A good bookshop is more than, just, a retail outlet for books, it is a haven for book lovers. When building a better bookshop, you want to create an ambient space designed specifically for the readers who love the type of books your store sells. I was a very lucky youngster, as I grew up in a family bookstore. I was surrounded by codices full of wisdom, in aisle after aisle defined by beautiful wooden bookcases. How a bookshop looks and feels, its fittings and flooring, is as important as the books it carries.
Building a Better Bookshop
That statement may sound overly materialistic to some readers, who may consider that they would be happy reading their favourite books in an airport hangar if they had to. However, when you really consider what a bookshop should offer, it should provide readers with a comfortable space to engage intimately with the book that they are perusing. The red leather Chesterfield couch and chairs, which furnished my family’s bookstore fulfilled that remit. Readers would inhabit this part of the bookshop hungrily with open books on laps. In many ways the shop was like a library, with a deep plush carpet to absorb noise and signage encouraging shoppers to respect the natural quiet of the store.
Book shop furniture must reflect the peace and focus inherent within the act of reading itself. Immersing yourself in the words and sentences of a writer takes time and demands quiet, a good bookshop delivers those requirements for its shoppers. The deeper the content within a text, we are not talking about picture books here, although they too are best served by library like conditions, the more intimacy between reader and written words is required. Essays on wisdom and meaningful issues cry out for silence.
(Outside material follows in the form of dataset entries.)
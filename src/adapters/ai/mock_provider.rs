//! Mock AI Provider for testing (C7 test double).
//!
//! A configurable stand-in for [`AIProvider`] that lets tests script a
//! sequence of final answers, tool-call requests, or errors without calling
//! a real provider — the same role [`crate::adapters::ai::AnthropicProvider`]
//! plays in production.

use std::collections::VecDeque;
use std::sync::Mutex;
use std::time::Duration;

use async_trait::async_trait;
use tokio::time::sleep;

use crate::domain::conversation::{ToolCall, Usage};
use crate::ports::{AIError, AIProvider, CompletionRequest, CompletionResponse, ProviderInfo};

/// A single scripted reply.
#[derive(Debug, Clone)]
pub enum MockResponse {
    /// A final answer with no further tool calls.
    Text { message: String, usage: Usage },
    /// A response requesting one or more tool calls.
    ToolCalls { tool_calls: Vec<ToolCall>, usage: Usage },
    /// A provider-level failure.
    Error(MockError),
}

/// Mirrors [`AIError`]'s variants without requiring tests to construct the
/// real enum's non-`Clone` shape directly.
#[derive(Debug, Clone)]
pub enum MockError {
    QuotaExceeded,
    RateLimited { retry_after_secs: u32 },
    AuthenticationFailed,
    Network(String),
    ServerError { status: u16, message: String },
    ClientError { status: u16, message: String },
    Unknown(String),
}

impl From<MockError> for AIError {
    fn from(err: MockError) -> Self {
        match err {
            MockError::QuotaExceeded => AIError::QuotaExceeded,
            MockError::RateLimited { retry_after_secs } => AIError::RateLimited { retry_after_secs },
            MockError::AuthenticationFailed => AIError::AuthenticationFailed,
            MockError::Network(message) => AIError::Network(message),
            MockError::ServerError { status, message } => AIError::ServerError { status, message },
            MockError::ClientError { status, message } => AIError::ClientError { status, message },
            MockError::Unknown(message) => AIError::Unknown(message),
        }
    }
}

/// Configurable mock implementation of [`AIProvider`].
///
/// Responses are consumed in order; once exhausted, further calls return a
/// default final answer rather than panicking, so tests that don't care how
/// many iterations occur don't need to script every single one.
pub struct MockAIProvider {
    responses: Mutex<VecDeque<MockResponse>>,
    info: ProviderInfo,
    delay: Duration,
    calls: Mutex<Vec<CompletionRequest>>,
}

impl Default for MockAIProvider {
    fn default() -> Self {
        Self::new()
    }
}

impl MockAIProvider {
    pub fn new() -> Self {
        Self {
            responses: Mutex::new(VecDeque::new()),
            info: ProviderInfo {
                name: "mock".to_string(),
                model: "mock-model-1".to_string(),
                max_context_tokens: 128_000,
            },
            delay: Duration::ZERO,
            calls: Mutex::new(Vec::new()),
        }
    }

    /// Queues a final text answer.
    pub fn with_response(self, message: impl Into<String>) -> Self {
        self.with_response_full(message, Usage::new(10, 20))
    }

    pub fn with_response_full(self, message: impl Into<String>, usage: Usage) -> Self {
        self.responses
            .lock()
            .unwrap()
            .push_back(MockResponse::Text { message: message.into(), usage });
        self
    }

    /// Queues a tool-call request.
    pub fn with_tool_call(self, tool_call: ToolCall) -> Self {
        self.with_tool_calls(vec![tool_call])
    }

    pub fn with_tool_calls(self, tool_calls: Vec<ToolCall>) -> Self {
        self.responses
            .lock()
            .unwrap()
            .push_back(MockResponse::ToolCalls { tool_calls, usage: Usage::new(20, 10) });
        self
    }

    /// Queues a provider-level error.
    pub fn with_error(self, error: MockError) -> Self {
        self.responses.lock().unwrap().push_back(MockResponse::Error(error));
        self
    }

    pub fn with_delay(mut self, delay: Duration) -> Self {
        self.delay = delay;
        self
    }

    pub fn with_provider_info(mut self, info: ProviderInfo) -> Self {
        self.info = info;
        self
    }

    pub fn call_count(&self) -> usize {
        self.calls.lock().unwrap().len()
    }

    pub fn clear_calls(&self) {
        self.calls.lock().unwrap().clear();
    }

    fn next_response(&self) -> MockResponse {
        self.responses.lock().unwrap().pop_front().unwrap_or_else(|| MockResponse::Text {
            message: "Mock response".to_string(),
            usage: Usage::new(5, 10),
        })
    }
}

#[async_trait]
impl AIProvider for MockAIProvider {
    async fn create_chat_completion(&self, request: CompletionRequest) -> Result<CompletionResponse, AIError> {
        self.calls.lock().unwrap().push(request);

        if !self.delay.is_zero() {
            sleep(self.delay).await;
        }

        match self.next_response() {
            MockResponse::Text { message, usage } => Ok(CompletionResponse { message, tool_calls: vec![], usage }),
            MockResponse::ToolCalls { tool_calls, usage } => {
                Ok(CompletionResponse { message: String::new(), tool_calls, usage })
            }
            MockResponse::Error(err) => Err(err.into()),
        }
    }

    fn provider_info(&self) -> ProviderInfo {
        self.info.clone()
    }
}
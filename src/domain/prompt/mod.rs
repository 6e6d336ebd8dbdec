//! System-Prompt Builder (C6): deterministic assembly of the system prompt
//! fed to the LLM adapter from the registered tool list.
//!
//! The output is a pure function of the tool registry's contents (in
//! registration order) and the supplied date — no clock reads, no I/O —
//! so the same registry and date always yield byte-identical prompts.

use chrono::NaiveDate;

use crate::domain::tools::ToolRegistry;

/// Builds the system prompt for a chat request.
///
/// `today` is passed in rather than read from the clock so the builder stays
/// a pure function; callers pass `chrono::Utc::now().date_naive()` at the
/// HTTP boundary.
pub fn build_system_prompt(registry: &ToolRegistry, today: NaiveDate) -> String {
    let mut prompt = String::new();

    prompt.push_str(
        "You are a data analysis assistant embedded in an interactive database \
         exploration tool. You help users understand their data by inspecting \
         schemas, running read-only SQL queries, and building dashboard widgets \
         (tables and charts) on their behalf.\n\n",
    );
    prompt.push_str(&format!("Today's date is {}.\n\n", today.format("%Y-%m-%d")));

    prompt.push_str(&format!(
        "You have access to {} tool{}:\n",
        registry.len(),
        if registry.len() == 1 { "" } else { "s" }
    ));
    for tool in registry.iter() {
        prompt.push_str(&format!("- {}: {}\n", tool.name(), tool.prompt_description()));
    }
    prompt.push('\n');

    prompt.push_str("General guidance:\n");
    for tool in registry.iter() {
        prompt.push_str(&format!("- {}: {}\n", tool.name(), tool.usage_guidance()));
    }
    prompt.push('\n');

    let examples: Vec<(String, &str)> = registry
        .iter()
        .flat_map(|tool| tool.example_queries().iter().map(move |q| (q.to_string(), tool.name())))
        .collect();
    if !examples.is_empty() {
        prompt.push_str("Examples of user requests and the tool they map to:\n");
        for (query, tool_name) in &examples {
            prompt.push_str(&format!("- \"{query}\" -> {tool_name}\n"));
        }
        prompt.push('\n');
    }

    for tool in registry.iter() {
        if let Some(extra) = tool.supplementary_examples() {
            prompt.push_str(extra);
            prompt.push('\n');
        }
    }

    prompt.push_str(
        "Always call get_schema_info before writing SQL against a table you \
         haven't already inspected in this conversation. Only ever issue SELECT \
         queries; never attempt to modify data.",
    );

    prompt
}

#[cfg(test)]
mod tests {
    use super::*;
    use std::sync::Arc;

    use crate::ports::{QueryExecutor, SchemaReader};
    use async_trait::async_trait;

    use crate::domain::tools::Tool;
    use crate::ports::{DatabaseSchema, QueryExecutionError, QueryResult, SchemaError, SchemaOutcome};

    struct StubSchemaReader;

    #[async_trait]
    impl SchemaReader for StubSchemaReader {
        async fn read_schema(&self, _db: &str, _table: Option<&str>) -> Result<SchemaOutcome, SchemaError> {
            Ok(SchemaOutcome::Full(DatabaseSchema { tables: vec![] }))
        }
    }

    struct StubQueryExecutor;

    #[async_trait]
    impl QueryExecutor for StubQueryExecutor {
        async fn execute(
            &self,
            _database_path: &str,
            _query: &str,
            _page: u32,
            _page_size: u32,
        ) -> Result<QueryResult, QueryExecutionError> {
            Ok(QueryResult {
                columns: vec![],
                rows: vec![],
                total_rows: 0,
                page: 1,
                page_size: 1,
                total_pages: 1,
                has_more: false,
            })
        }
    }

    fn registry() -> ToolRegistry {
        ToolRegistry::standard(Arc::new(StubQueryExecutor), Arc::new(StubSchemaReader))
    }

    fn date() -> NaiveDate {
        NaiveDate::from_ymd_opt(2026, 7, 28).unwrap()
    }

    #[test]
    fn prompt_is_deterministic_for_fixed_registry_and_date() {
        let registry = registry();
        let first = build_system_prompt(&registry, date());
        let second = build_system_prompt(&registry, date());
        assert_eq!(first, second);
    }

    #[test]
    fn prompt_lists_every_tool_by_name() {
        let registry = registry();
        let prompt = build_system_prompt(&registry, date());
        for tool in registry.iter() {
            assert!(prompt.contains(tool.name()), "missing {} in prompt", tool.name());
        }
    }

    #[test]
    fn prompt_includes_the_date() {
        let prompt = build_system_prompt(&registry(), date());
        assert!(prompt.contains("2026-07-28"));
    }

    #[test]
    fn prompt_includes_tool_count() {
        let registry = registry();
        let prompt = build_system_prompt(&registry, date());
        assert!(prompt.contains(&format!("{} tools", registry.len())));
    }
}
A book is unlike most other consumerables, its magic lies within lines of symbols or code, that must be deciphered by the focused reader. Concepts and big ideas are not communicated well in noisy and distracting settings. Detailed information is not transferred from the written page to the human mind optimally in the midst of chaos, chatter and traffic. Building a better bookshop is a service to knowledge and the sharing of that human wisdom. The serenity within a well-made timber chair, table and bookshelf emanates around a beautiful library or bookstore. Great art on the walls can inspire the desire to feel and know. Well-appointed bookstores contribute to the font of knowledge through their appropriately displayed titles and the ambience they create for their customers.